Może da się pogodzić jedno z drugim? Są takie rzeczy w niebie i na ziemi, o których się nie śniło filozofom – na przykład mój listek babki. Może to przepustka? W tym momencie podjęłam decyzję. Wstałam z łóżka, podeszłam do zegara, otworzyłam jego oszklone drzwiczki i powiedziałam:
– Idę do łazienki, słyszysz? Idę!
Miarowo kołysał wahadłem. Uspokajająco i jakby zachęcająco. Wiedziałam już, co robić. Pierwsza sprawa – odpowiednio się ubrać, przeistoczyć w kobietę z lat trzydziestych, bo chyba nie będę tam niewidzialna. Przejrzałam całą zawartość szafy. Dżinsy i kuse spódniczki – odpadają. Nie mam żadnych bluzek retro z falbankami, ale mam pieniądze. Wystarczą nieduże, kupię jakieś używane rzeczy. To nawet lepiej.
*
W pobliskim Tanim Ciuszku miałam sporo zabawy. Wszystkie części garderoby przeglądałam pod kątem epoki, pamiętając, że tkaniny muszą być naturalne. W końcu wybrałam bezbarwny strój: czarna spódnica dobrze za kolana, biała bluzka obficie zdobiona szczypankami, szarawy sweter zapinany z przodu na guziki. W domu przed lustrem zrobiłam próbę generalną. Ubranie? Chyba może być. Teraz obuwie. Moje czarne czółenka mają pasek na podbiciu, przypominają buty bohaterek Kariery Nikodema Dyzmy. Wkładam.

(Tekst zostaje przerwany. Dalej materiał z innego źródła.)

//! ### File type registry
//!
//! Numeric file type codes follow the ProDOS/SOS type byte in the range 00-FF.
//! Codes 100-102 extend the range to cover DOS 3.3 types that have no ProDOS equivalent.
//! Each code has a canonical name, possibly a 3 letter (ProDOS) and 1 letter (DOS 3.3)
//! abbreviation, and a description.  Reserved ranges get synthesized entries.
//!
//! The table is built once, on first use, and is never mutated afterwards.

use std::collections::HashMap;
use std::fmt;
use std::sync::OnceLock;
use super::Error;

/// Largest code that is in the valid range
pub const MAX_CODE: u16 = 0x102;

/// A numeric file type code, see `registry` for names.
#[derive(Debug,Clone,Copy,PartialEq,Eq,Hash,PartialOrd,Ord)]
pub struct Filetype(pub u16);

impl Filetype {
    pub const TYPELESS: Filetype = Filetype(0x00);
    pub const ASCII_TEXT: Filetype = Filetype(0x04);
    pub const BINARY: Filetype = Filetype(0x06);
    pub const DIRECTORY: Filetype = Filetype(0x0f);
    pub const INTEGER_BASIC: Filetype = Filetype(0xfa);
    pub const APPLESOFT_BASIC: Filetype = Filetype(0xfc);
    pub const RELOCATABLE: Filetype = Filetype(0xfe);
    pub const SYSTEM: Filetype = Filetype(0xff);
    pub const DOS_S: Filetype = Filetype(0x100);
    pub const DOS_NEW_A: Filetype = Filetype(0x101);
    pub const DOS_NEW_B: Filetype = Filetype(0x102);
}

impl fmt::Display for Filetype {
    fn fmt(&self, f: &mut fmt::Formatter<'_>) -> fmt::Result {
        write!(f,"{}",registry().describe(*self))
    }
}

/// Name information for one code
#[derive(Debug,Clone)]
pub struct FiletypeInfo {
    pub code: Filetype,
    pub name: String,
    pub three_letter: &'static str,
    pub one_letter: &'static str,
    pub desc: String
}

impl FiletypeInfo {
    /// Description followed by all the aliases, e.g., `Binary file (Binary|BIN|B)`
    pub fn stringified(&self) -> String {
        let mut ans = format!("{} ({}",self.desc,self.name);
        if self.three_letter.len()>0 {
            ans += "|";
            ans += self.three_letter;
        }
        if self.one_letter.len()>0 {
            ans += "|";
            ans += self.one_letter;
        }
        ans + ")"
    }
}

/// (code, name, three letter, one letter, description)
const ASSIGNED: [(u16,&str,&str,&str,&str);38] = [
    (0x00,"Typeless","","","Typeless file"),
    (0x01,"BadBlocks","","","Bad blocks file"),
    (0x02,"SOSPascalCode","","","PASCAL code file"),
    (0x03,"SOSPascalText","","","PASCAL text file"),
    (0x04,"ASCIIText","TXT","T","ASCII text file"),
    (0x05,"SOSPascalText2","","","PASCAL text file"),
    (0x06,"Binary","BIN","B","Binary file"),
    (0x07,"Font","","","Font file"),
    (0x08,"GraphicsScreen","","","Graphics screen file"),
    (0x09,"BusinessBASIC","","","Business BASIC program file"),
    (0x0a,"BusinessBASICData","","","Business BASIC data file"),
    (0x0b,"SOSWordProcessor","","","Word processor file"),
    (0x0c,"SOSSystem","","","SOS system file"),
    (0x0f,"Directory","DIR","","Directory file"),
    (0x10,"RPSData","","","RPS data file"),
    (0x11,"RPSIndex","","","RPS index file"),
    (0x19,"AppleWorksDatabase","ADB","","AppleWorks data base file"),
    (0x1a,"AppleWorksWordProcessor","AWP","","AppleWorks word processing file"),
    (0x1b,"AppleWorksSpreadsheet","ASP","","AppleWorks spreadsheet file"),
    (0xef,"Pascal","PAS","","ProDOS PASCAL file"),
    (0xf0,"Command","CMD","","Added command file"),
    (0xf1,"UserDefinedF1","","","ProDOS user defined file type F1"),
    (0xf2,"UserDefinedF2","","","ProDOS user defined file type F2"),
    (0xf3,"UserDefinedF3","","","ProDOS user defined file type F3"),
    (0xf4,"UserDefinedF4","","","ProDOS user defined file type F4"),
    (0xf5,"UserDefinedF5","","","ProDOS user defined file type F5"),
    (0xf6,"UserDefinedF6","","","ProDOS user defined file type F6"),
    (0xf7,"UserDefinedF7","","","ProDOS user defined file type F7"),
    (0xf8,"UserDefinedF8","","","ProDOS user defined file type F8"),
    (0xfa,"IntegerBASIC","INT","I","Integer BASIC program file"),
    (0xfb,"IntegerBASICVariables","IVR","","Integer BASIC variables file"),
    (0xfc,"ApplesoftBASIC","BAS","A","Applesoft BASIC program file"),
    (0xfd,"ApplesoftBASICVariables","VAR","","Applesoft BASIC variables file"),
    (0xfe,"Relocatable","REL","R","EDASM relocatable object module file"),
    (0xff,"System","SYS","","System file"),
    // The DOS-only types share their one letter abbreviation with types above,
    // and since the first match wins, they are reached by name only (except S).
    (0x100,"DOSTypeS","","S","DOS 3.3 Type \"S\""),
    (0x101,"DOSTypeNewA","","A","DOS 3.3 Type \"new A\""),
    (0x102,"DOSTypeNewB","","B","DOS 3.3 Type \"new B\"")
];

/// The process wide file type table, see `registry()`
pub struct Registry {
    infos: Vec<FiletypeInfo>,
    by_code: HashMap<Filetype,usize>
}

impl Registry {
    fn build() -> Self {
        let mut infos: Vec<FiletypeInfo> = ASSIGNED.iter().map(|(code,name,three,one,desc)| FiletypeInfo {
            code: Filetype(*code),
            name: name.to_string(),
            three_letter: *three,
            one_letter: *one,
            desc: desc.to_string()
        }).collect();
        let sos_reserved = [0x0d,0x0e].into_iter().chain(0x12..0x19).chain(0x1c..0xc0);
        for code in sos_reserved {
            infos.push(FiletypeInfo {
                code: Filetype(code),
                name: format!("SOSReserved{:02X}",code),
                three_letter: "",
                one_letter: "",
                desc: format!("SOS reserved for future use {:02X}",code)
            });
        }
        for code in 0xc0..0xef {
            infos.push(FiletypeInfo {
                code: Filetype(code),
                name: format!("ProDOSReserved{:02X}",code),
                three_letter: "",
                one_letter: "",
                desc: format!("ProDOS reserved for future use {:02X}",code)
            });
        }
        let by_code = infos.iter().enumerate().map(|(i,info)| (info.code,i)).collect();
        Self { infos, by_code }
    }
    pub fn info(&self,code: Filetype) -> Option<&FiletypeInfo> {
        self.by_code.get(&code).map(|i| &self.infos[*i])
    }
    /// Canonical name of the code.  Never fails, unknown or invalid codes get a generated name.
    pub fn name_for(&self,code: Filetype) -> String {
        match (self.info(code),code.0) {
            (Some(info),_) => info.name.clone(),
            (None,c) if c <= MAX_CODE => format!("unknown type {:02X}",c),
            (None,c) => format!("invalid type {:02X}",c)
        }
    }
    /// Find the code using the canonical name, or the 3 letter or 1 letter abbreviation.
    /// The match is case sensitive, the first entry in the table that matches wins.
    pub fn code_for(&self,name: &str) -> Result<Filetype,Error> {
        for info in &self.infos {
            if info.name==name || info.three_letter==name || info.one_letter==name {
                return Ok(info.code);
            }
        }
        Err(Error::UnknownFiletype(name.to_string()))
    }
    /// Description with all aliases, suitable for display
    pub fn describe(&self,code: Filetype) -> String {
        match (self.info(code),code.0) {
            (Some(info),_) => info.stringified(),
            (None,c) if c <= MAX_CODE => format!("Unknown filetype {:02X}",c),
            (None,c) => format!("Invalid filetype {:02X}",c)
        }
    }
    /// Descriptive strings for every entry in table order
    pub fn names(&self) -> Vec<String> {
        self.infos.iter().map(|info| info.stringified()).collect()
    }
}

/// Get the registry, building it if this is the first use
pub fn registry() -> &'static Registry {
    static REGISTRY: OnceLock<Registry> = OnceLock::new();
    REGISTRY.get_or_init(Registry::build)
}

#[cfg(test)]
mod tests {
    use super::*;

    #[test]
    fn names_round_trip() {
        let reg = registry();
        for info in &reg.infos {
            assert_eq!(reg.code_for(&reg.name_for(info.code)).expect("name not found"),info.code);
        }
    }

    #[test]
    fn abbreviations() {
        let reg = registry();
        assert_eq!(reg.code_for("TXT").unwrap(),Filetype::ASCII_TEXT);
        assert_eq!(reg.code_for("T").unwrap(),Filetype::ASCII_TEXT);
        assert_eq!(reg.code_for("B").unwrap(),Filetype::BINARY);
        assert_eq!(reg.code_for("A").unwrap(),Filetype::APPLESOFT_BASIC);
        assert_eq!(reg.code_for("S").unwrap(),Filetype::DOS_S);
        assert_eq!(reg.code_for("DOSTypeNewB").unwrap(),Filetype::DOS_NEW_B);
        assert_eq!(reg.code_for("INT").unwrap(),Filetype::INTEGER_BASIC);
        assert!(matches!(reg.code_for("int"),Err(Error::UnknownFiletype(_))));
        assert!(matches!(reg.code_for("XYZ"),Err(Error::UnknownFiletype(_))));
    }

    #[test]
    fn generated_names() {
        let reg = registry();
        assert_eq!(reg.name_for(Filetype(0x1c)),"SOSReserved1C");
        assert_eq!(reg.name_for(Filetype(0xc0)),"ProDOSReservedC0");
        assert_eq!(reg.name_for(Filetype(0xf9)),"unknown type F9");
        assert_eq!(reg.name_for(Filetype(0x200)),"invalid type 200");
    }

    #[test]
    fn descriptions() {
        assert_eq!(Filetype::BINARY.to_string(),"Binary file (Binary|BIN|B)");
        assert_eq!(Filetype::DIRECTORY.to_string(),"Directory file (Directory|DIR)");
        assert_eq!(Filetype(0xe0).to_string(),"ProDOS reserved for future use E0 (ProDOSReservedE0)");
        assert_eq!(Filetype(0xf9).to_string(),"Unknown filetype F9");
        let names = registry().names();
        assert_eq!(names.len(),38 + 2 + 7 + (0xc0-0x1c) + (0xef-0xc0));
        assert_eq!(names[0],"Typeless file (Typeless)");
    }
}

Przez chwilę myślałam o bieliźnie, ale bez przesady. Pozostaję w swojej. Lustro nie było przyjazne, wyglądałam starzej. Zaraz! Będzie gorzej, muszę zrobić coś z fryzurą. Mam proste włosy do ramion. W latach trzydziestych panie w wieku – powiedzmy – nieokreślonym, tak się nie nosiły. Chwyciłam frotkę… Nie, odpada, frotek wtedy nie było. Za pomocą gumki recepturki z kuchennej szuflady i paru spinek łatwo dokonałam samooszpecenia. Pozostało zmycie makijażu i lakieru z paznokci.

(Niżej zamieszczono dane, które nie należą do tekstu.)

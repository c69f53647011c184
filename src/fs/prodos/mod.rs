//! # ProDOS file system module
//! This reads the volume directory of a 140K ProDOS disk.
//!
//! * Files in the volume directory can be listed and read, whatever their storage type
//! * Subdirectories are listed but not descended into
//! * Writing is not supported, such requests return `fs::Error::Unsupported`

pub mod types;
pub mod directory;

use std::collections::HashSet;
use std::fmt::Write;
use a2kit_macro::DiskStruct;
use log::{debug,info,warn};

pub use types::Error;
use types::*;
use directory::*;
use crate::fs::{Descriptor,FileInfo,Filetype};
use crate::img;
use crate::{STDRESULT,DYNERR};

pub const FS_NAME: &str = "ProDOS";

/// The primary interface for disk operations.
pub struct Disk {
    header: VolDirHeader,
    img: img::Dsk
}

impl Disk {
    /// Test an image to see if it already contains ProDOS.
    pub fn test_img(img: &img::Dsk) -> bool {
        let buf = match img.read_block(VOL_KEY_BLOCK as usize) {
            Ok(buf) => buf,
            Err(_) => {
                debug!("volume key block was not readable");
                return false;
            }
        };
        let key = match EntryBlock::from_bytes(&buf) {
            Ok(k) => k,
            Err(_) => return false
        };
        let header = match VolDirHeader::from_bytes(&buf[4..4+ENTRY_LEN as usize]) {
            Ok(h) => h,
            Err(_) => return false
        };
        let max_blocks = img.track_count() * img::SECTORS / 2;
        if key.prev()!=0 {
            debug!("volume key block has a previous block");
            return false;
        }
        if header.storage_type()!=StorageType::VolDirHeader as u8 {
            debug!("unexpected storage type {}",header.storage_type());
            return false;
        }
        if header.entry_len()!=ENTRY_LEN || header.entries_per_block()!=ENTRIES_PER_BLOCK {
            debug!("unexpected header bytes {}, {}",header.entry_len(),header.entries_per_block());
            return false;
        }
        if header.total_blocks()==0 || header.total_blocks() as usize > max_blocks {
            debug!("peculiar block count {}",header.total_blocks());
            return false;
        }
        if header.bitmap_ptr()<=VOL_KEY_BLOCK || header.bitmap_ptr()>=header.total_blocks() {
            debug!("bitmap pointer {} out of range",header.bitmap_ptr());
            return false;
        }
        true
    }
    /// Create a disk file system using the given image as storage.
    /// The DiskFS takes ownership of the image.
    pub fn from_img(img: img::Dsk) -> Result<Self,DYNERR> {
        if !Self::test_img(&img) {
            return Err(Box::new(crate::fs::Error::NotThisFormat));
        }
        let buf = img.read_block(VOL_KEY_BLOCK as usize)?;
        let header = VolDirHeader::from_bytes(&buf[4..4+ENTRY_LEN as usize])?;
        info!("found ProDOS volume /{}",header.name());
        Ok(Self {
            header,
            img
        })
    }
    pub fn volume_name(&self) -> String {
        self.header.name()
    }
    fn read_block(&self,iblock: u16) -> Result<Vec<u8>,DYNERR> {
        if iblock>=self.header.total_blocks() {
            debug!("block {} is outside the volume",iblock);
            return Err(Box::new(Error::CorruptDirectory));
        }
        self.img.read_block(iblock as usize)
    }
    /// Walk the volume directory, returning each active entry in order
    fn entries(&self) -> Result<Vec<Entry>,DYNERR> {
        let bound = self.header.total_blocks() as usize;
        let mut visited: HashSet<u16> = HashSet::new();
        let mut ans = Vec::new();
        let mut curr = VOL_KEY_BLOCK;
        while curr>0 {
            if visited.len()>=bound || !visited.insert(curr) {
                debug!("directory chain loops back to block {}",curr);
                return Err(Box::new(Error::CorruptDirectory));
            }
            let dir = EntryBlock::from_bytes(&self.read_block(curr)?)?;
            let first = match curr {
                VOL_KEY_BLOCK => 1,
                _ => 0
            };
            for entry in dir.entries[first..].iter() {
                if entry.is_active() {
                    ans.push(*entry);
                }
            }
            curr = dir.next();
        }
        Ok(ans)
    }
    fn find(&self,name: &str) -> Result<Entry,DYNERR> {
        for entry in self.entries()? {
            if entry.name().to_uppercase()==name.to_uppercase() {
                return Ok(entry);
            }
        }
        Err(Box::new(Error::FileNotFound))
    }
    /// Append the data blocks referenced by an index block
    fn read_index_block(&self,iblock: u16,ans: &mut Vec<u8>,eof: usize) -> STDRESULT {
        let index = self.read_block(iblock)?;
        for idx in 0..256 {
            if ans.len()>=eof {
                break;
            }
            let ptr = u16::from_le_bytes([index[idx],index[idx+256]]);
            self.append_data_block(ptr,ans)?;
        }
        Ok(())
    }
    fn append_data_block(&self,ptr: u16,ans: &mut Vec<u8>) -> STDRESULT {
        match ptr {
            0 => {
                warn!("sparse block, reading as zeros");
                ans.append(&mut vec![0;BLOCK_SIZE]);
            },
            _ => ans.append(&mut self.read_block(ptr)?)
        }
        Ok(())
    }
    fn read_data(&self,entry: &Entry) -> Result<Vec<u8>,DYNERR> {
        let eof = entry.eof();
        let mut ans: Vec<u8> = Vec::new();
        match entry.storage_type() {
            Some(StorageType::Seedling) => {
                ans.append(&mut self.read_block(entry.key_ptr())?);
            },
            Some(StorageType::Sapling) => {
                self.read_index_block(entry.key_ptr(),&mut ans,eof)?;
            },
            Some(StorageType::Tree) => {
                let master = self.read_block(entry.key_ptr())?;
                for idx in 0..128 {
                    if ans.len()>=eof {
                        break;
                    }
                    let ptr = u16::from_le_bytes([master[idx],master[idx+256]]);
                    match ptr {
                        0 => ans.append(&mut vec![0;256*BLOCK_SIZE]),
                        _ => self.read_index_block(ptr,&mut ans,eof)?
                    }
                }
            },
            _ => return Err(Box::new(Error::FileTypeMismatch))
        }
        if ans.len()<eof {
            warn!("end of file is beyond the data, padding with zeros");
        }
        ans.resize(eof,0);
        Ok(ans)
    }
    pub fn read(&self,name: &str) -> Result<FileInfo,DYNERR> {
        let entry = self.find(name)?;
        let data = self.read_data(&entry)?;
        let filetype = Filetype(entry.file_type() as u16);
        let load_addr = match filetype {
            Filetype::BINARY => Some(entry.aux_type()),
            _ => None
        };
        Ok(FileInfo {
            descriptor: Self::descriptor(&entry),
            data,
            load_addr
        })
    }
    fn descriptor(entry: &Entry) -> Descriptor {
        Descriptor {
            name: entry.name(),
            length: entry.eof(),
            filetype: Filetype(entry.file_type() as u16),
            locked: entry.is_locked(),
            blocks: entry.blocks_used() as usize
        }
    }
    pub fn num_free_blocks(&self) -> Result<usize,DYNERR> {
        let total = self.header.total_blocks() as usize;
        let mut free = 0;
        let bitmap_blocks = (total + 4095) / 4096;
        for b in 0..bitmap_blocks {
            let buf = self.read_block(self.header.bitmap_ptr() + b as u16)?;
            for i in 0..usize::min(4096,total - b*4096) {
                if buf[i/8] & (0x80 >> (i%8)) > 0 {
                    free += 1;
                }
            }
        }
        Ok(free)
    }
    /// Catalog in the style of the ProDOS `CATALOG` command
    pub fn catalog_to_string(&self) -> Result<String,DYNERR> {
        const DATE_FMT: &str = "%d-%b-%y %H:%M";
        let mut ans = String::new();
        writeln!(ans)?;
        writeln!(ans,"/{}",self.header.name())?;
        writeln!(ans)?;
        writeln!(ans," {:15} {:4} {:6} {:16} {:16} {:7} {:7}",
            "NAME","TYPE","BLOCKS","MODIFIED","CREATED","ENDFILE","SUBTYPE")?;
        writeln!(ans)?;
        for entry in self.entries()? {
            let date = |t: Option<chrono::NaiveDateTime>| match t {
                Some(date_time) => date_time.format(DATE_FMT).to_string(),
                None => "<NO DATE>".to_string()
            };
            let type_as_hex = format!("${:02X}",entry.file_type());
            let typ = match crate::fs::filetype::registry().info(Filetype(entry.file_type() as u16)) {
                Some(info) if info.three_letter.len()>0 => info.three_letter.to_string(),
                _ => type_as_hex
            };
            writeln!(ans,"{}{:15} {:4} {:6} {:16} {:16} {:7} {:7}",
                match entry.is_locked() { true => "*", false => " " },
                entry.name(),
                typ,
                entry.blocks_used(),
                date(entry.modified()),
                date(entry.created()),
                entry.eof(),
                entry.aux_type()
            )?;
        }
        writeln!(ans)?;
        let free = self.num_free_blocks()?;
        let total = self.header.total_blocks() as usize;
        writeln!(ans,"BLOCKS FREE: {}  BLOCKS USED: {}  TOTAL BLOCKS: {}",free,total.saturating_sub(free),total)?;
        Ok(ans)
    }
    /// Count the directory blocks that can be followed from the key block
    pub fn probe_score(&self) -> usize {
        let mut visited: HashSet<u16> = HashSet::new();
        let mut curr = VOL_KEY_BLOCK;
        while curr>0 && visited.len()<self.header.total_blocks() as usize {
            let dir = match self.read_block(curr) {
                Ok(buf) => match EntryBlock::from_bytes(&buf) {
                    Ok(dir) => dir,
                    Err(_) => break
                },
                Err(_) => break
            };
            if !visited.insert(curr) {
                break;
            }
            curr = dir.next();
        }
        visited.len()
    }
}

impl crate::fs::DiskFS for Disk {
    fn fs_name(&self) -> &'static str {
        FS_NAME
    }
    fn catalog(&mut self) -> Result<Vec<Descriptor>,DYNERR> {
        Ok(self.entries()?.iter().map(Self::descriptor).collect())
    }
    fn catalog_to_string(&mut self) -> Result<String,DYNERR> {
        Disk::catalog_to_string(self)
    }
    fn get(&mut self,name: &str) -> Result<FileInfo,DYNERR> {
        self.read(name)
    }
    fn put(&mut self,_file: &FileInfo,_overwrite: bool) -> Result<Descriptor,DYNERR> {
        Err(Box::new(crate::fs::Error::Unsupported))
    }
    fn delete(&mut self,_name: &str) -> Result<bool,DYNERR> {
        Err(Box::new(crate::fs::Error::Unsupported))
    }
    fn lock(&mut self,_name: &str) -> STDRESULT {
        Err(Box::new(crate::fs::Error::Unsupported))
    }
    fn unlock(&mut self,_name: &str) -> STDRESULT {
        Err(Box::new(crate::fs::Error::Unsupported))
    }
    fn rename(&mut self,_old_name: &str,_new_name: &str) -> STDRESULT {
        Err(Box::new(crate::fs::Error::Unsupported))
    }
    fn num_free(&mut self) -> Result<usize,DYNERR> {
        self.num_free_blocks()
    }
    fn probe_score(&self) -> usize {
        Disk::probe_score(self)
    }
    fn is_dirty(&self) -> bool {
        false
    }
    fn clear_dirty(&mut self) {
    }
    fn get_img(&self) -> &img::Dsk {
        &self.img
    }
}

Krytycznym okiem zmierzyłam całość. Miało wypaść nobliwie, wypadło aseksualnie. Na pociechę przypięłam do bluzki starą kameę. Wiele nie pomogła. Bębniłam palcami o blat toaletki i… wybębniłam! Mam przecież popielaty kapelusz, który dostałam na urodziny. Trzeba tylko odpruć kółko z czterdziestką w czerwonej obwódce – miniaturę znaku drogowego. Tak, wreszcie nabrałam charakteru. Zawsze było mi dobrze w kapeluszach, choć nigdy ich nie nosiłam. Na koniec uzbroiłam się jeszcze w sylwestrową kopertówkę i w stary, tykający zegarek (moja pamiątka z wyższej półki, złota delbana odziedziczona po siostrze ojca, cioci Marysi).
Zdawałam sobie sprawę, że jestem marną imitacją. Cóż z tego? Przecież nigdzie nie wychodzę. Wymyśliłam ekscentryczną zabawę z listkiem babki w roli głównej. A może to nie jest zabawa? Spojrzałam w kierunku łazienki. Zaraz się dowiem. Poloneza czas…
*
Czuję balsamiczne powietrze, rozglądam się – są modrzewie, jest płot. Drogą zbliża się mężczyzna w granatowej marynarce. Mijając mnie, grzecznie uchylił kapelusza. Odkłoniłam się odruchowo i natychmiast ogarnęła mnie panika. No to mam zwidy. Po całości – jak mawiają niektórzy. No to idę na całość! Byłam zdeterminowana. Obojętnie, czy wchodzę w rolę, czy wchodzę w obłęd. Wchodzę. Popchnęłam furtkę i znalazłam się w ogrodzie.
– Dzień dobry! – zawołałam odważnie.
Cisza. Nerwowo ściskałam swoją idiotyczną torebkę made in China.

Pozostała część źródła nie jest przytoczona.